RECORDS FOR THE TASK:

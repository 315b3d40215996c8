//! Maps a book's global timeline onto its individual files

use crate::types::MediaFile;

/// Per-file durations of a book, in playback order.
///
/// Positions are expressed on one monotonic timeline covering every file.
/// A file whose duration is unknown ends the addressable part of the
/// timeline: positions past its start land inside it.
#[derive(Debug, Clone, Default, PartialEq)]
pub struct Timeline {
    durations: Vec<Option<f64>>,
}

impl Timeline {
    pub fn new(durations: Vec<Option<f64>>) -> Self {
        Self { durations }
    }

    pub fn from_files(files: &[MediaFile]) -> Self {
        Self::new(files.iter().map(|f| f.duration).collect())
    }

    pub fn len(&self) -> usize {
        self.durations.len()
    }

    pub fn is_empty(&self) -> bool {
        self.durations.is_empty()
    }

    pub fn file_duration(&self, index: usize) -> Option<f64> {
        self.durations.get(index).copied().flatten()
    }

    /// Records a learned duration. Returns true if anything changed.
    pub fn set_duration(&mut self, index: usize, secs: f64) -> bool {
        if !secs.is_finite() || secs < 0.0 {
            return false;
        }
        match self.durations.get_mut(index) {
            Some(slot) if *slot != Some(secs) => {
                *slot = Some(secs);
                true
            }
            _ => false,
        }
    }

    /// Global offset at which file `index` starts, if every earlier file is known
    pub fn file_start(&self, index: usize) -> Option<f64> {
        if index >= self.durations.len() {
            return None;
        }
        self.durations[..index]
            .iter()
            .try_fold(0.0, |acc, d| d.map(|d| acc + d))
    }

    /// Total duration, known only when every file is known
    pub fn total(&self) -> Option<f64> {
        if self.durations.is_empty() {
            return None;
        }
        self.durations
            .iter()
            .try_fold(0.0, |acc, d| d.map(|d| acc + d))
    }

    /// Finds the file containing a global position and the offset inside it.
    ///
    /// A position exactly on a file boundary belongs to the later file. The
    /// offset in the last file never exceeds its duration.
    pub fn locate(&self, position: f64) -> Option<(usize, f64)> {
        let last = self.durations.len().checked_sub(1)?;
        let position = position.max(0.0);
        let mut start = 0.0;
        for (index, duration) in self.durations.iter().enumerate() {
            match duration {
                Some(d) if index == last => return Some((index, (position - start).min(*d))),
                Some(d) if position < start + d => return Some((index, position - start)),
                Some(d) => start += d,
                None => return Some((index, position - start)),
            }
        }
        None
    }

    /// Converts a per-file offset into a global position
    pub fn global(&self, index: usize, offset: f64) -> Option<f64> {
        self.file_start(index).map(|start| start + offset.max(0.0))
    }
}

EXERCISE: Which lines of the data contain the word "true"? Copy each one.

RESULT FOR THIS EXERCISE:
    /// Records a learned duration. Returns true if anything changed.
                true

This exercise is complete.